Why Did My Interactive Workspace Fail?
Interactive workspaces can fail for several reasons, including configuration issues, resource limits, or problems that occur after launch. This page explains how to investigate a failure in the browser and outlines common causes and fixes.
Investigating the Failure (in the Browser)
Viewing Logs
To see the runtime logs of your workspace:
-
Go to Workload Manager > Workloads
-
Select your job
-
Click Show details (top-right)
-
Choose the Logs tab
|
Logs often contain the first concrete hint (e.g., out-of-memory messages, Python exceptions, missing files). Scroll to the end for the most recent entries. |
Checking Event History and Status
To see the event history of your workspace:
-
Go to Workload Manager > Workloads
-
Select your job
-
Click Show details (top-right)
-
Choose the Event History tab
-
Review status changes and reasons (e.g., Failed with OOMKilled or Terminated).
|
If the job Failed, it typically records whether it was due to OOMKill or Terminated. |
Common Failure Types and Fixes
OOMKill (Out of Memory)
Symptom: Event History indicates OOMKilled; logs may show memory allocation errors before the container is killed.

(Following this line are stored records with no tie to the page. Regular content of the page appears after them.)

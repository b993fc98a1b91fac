//! Configuration validation utilities.

use std::collections::HashSet;

use super::error::{ConfigError, ConfigResult};
use super::schema::{LogOutput, LoggingConfig, ProtocolConfig, RyanvkConfig};

/// Validates the entire configuration.
pub fn validate_config(config: &RyanvkConfig) -> ConfigResult<()> {
    validate_logging_config(&config.logging)?;
    validate_protocols(&config.protocols)?;
    Ok(())
}

fn validate_logging_config(logging: &LoggingConfig) -> ConfigResult<()> {
    if logging.output == LogOutput::File && logging.file_path.is_none() {
        return Err(ConfigError::missing_field("logging.file_path"));
    }
    if let Some(target) = logging.filters.keys().find(|t| t.is_empty() || t.contains('=')) {
        return Err(ConfigError::validation(format!(
            "Invalid logging filter target: '{target}'"
        )));
    }
    Ok(())
}

fn validate_protocols(protocols: &[ProtocolConfig]) -> ConfigResult<()> {
    let mut seen = HashSet::new();

    for protocol in protocols {
        if protocol.name.is_empty() {
            return Err(ConfigError::missing_field("protocols.name"));
        }
        if !seen.insert(protocol.name.as_str()) {
            return Err(ConfigError::DuplicateProtocol(protocol.name.clone()));
        }
        if protocol.collectors.is_empty() {
            return Err(ConfigError::validation(format!(
                "Protocol '{}' lists no collectors",
                protocol.name
            )));
        }
        if protocol.collectors.iter().any(|c| c.namespace.is_empty()) {
            return Err(ConfigError::missing_field(format!(
                "protocols.{}.collectors.namespace",
                protocol.name
            )));
        }
    }

    Ok(())
}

Why it happens: Your process used more memory than the workspace limit (CPU RAM or, in some cases, GPU memory leading to process failure).
What to do:
-
Increase the memory requested/limited for the workspace when launching it.
-
Reduce memory pressure in your code (e.g., smaller batch sizes, lower precision, stream/chunk data, free tensors/arrays sooner).
-
Close memory-hungry background processes within the workspace.
|
Remember: the interactive workspace is designed primarily for code editing, debugging, and running small test jobs. If your workload is memory- or compute-intensive, it should be submitted as a training job, not run inside the workspace. This ensures better stability, performance, and fair resource usage across the cluster. |
Terminated
Symptom: Event History shows Terminated; logs may be truncated or absent.
Common causes:
-
The process exited with a non-zero code (uncaught exception).
-
Manual stop/restart actions.
What to do:
-
Check Logs for the last exception/traceback and fix the root cause (paths, credentials, missing files, bad arguments).
-
Ensure requested resources (CPU/GPU/memory) match the workload’s needs.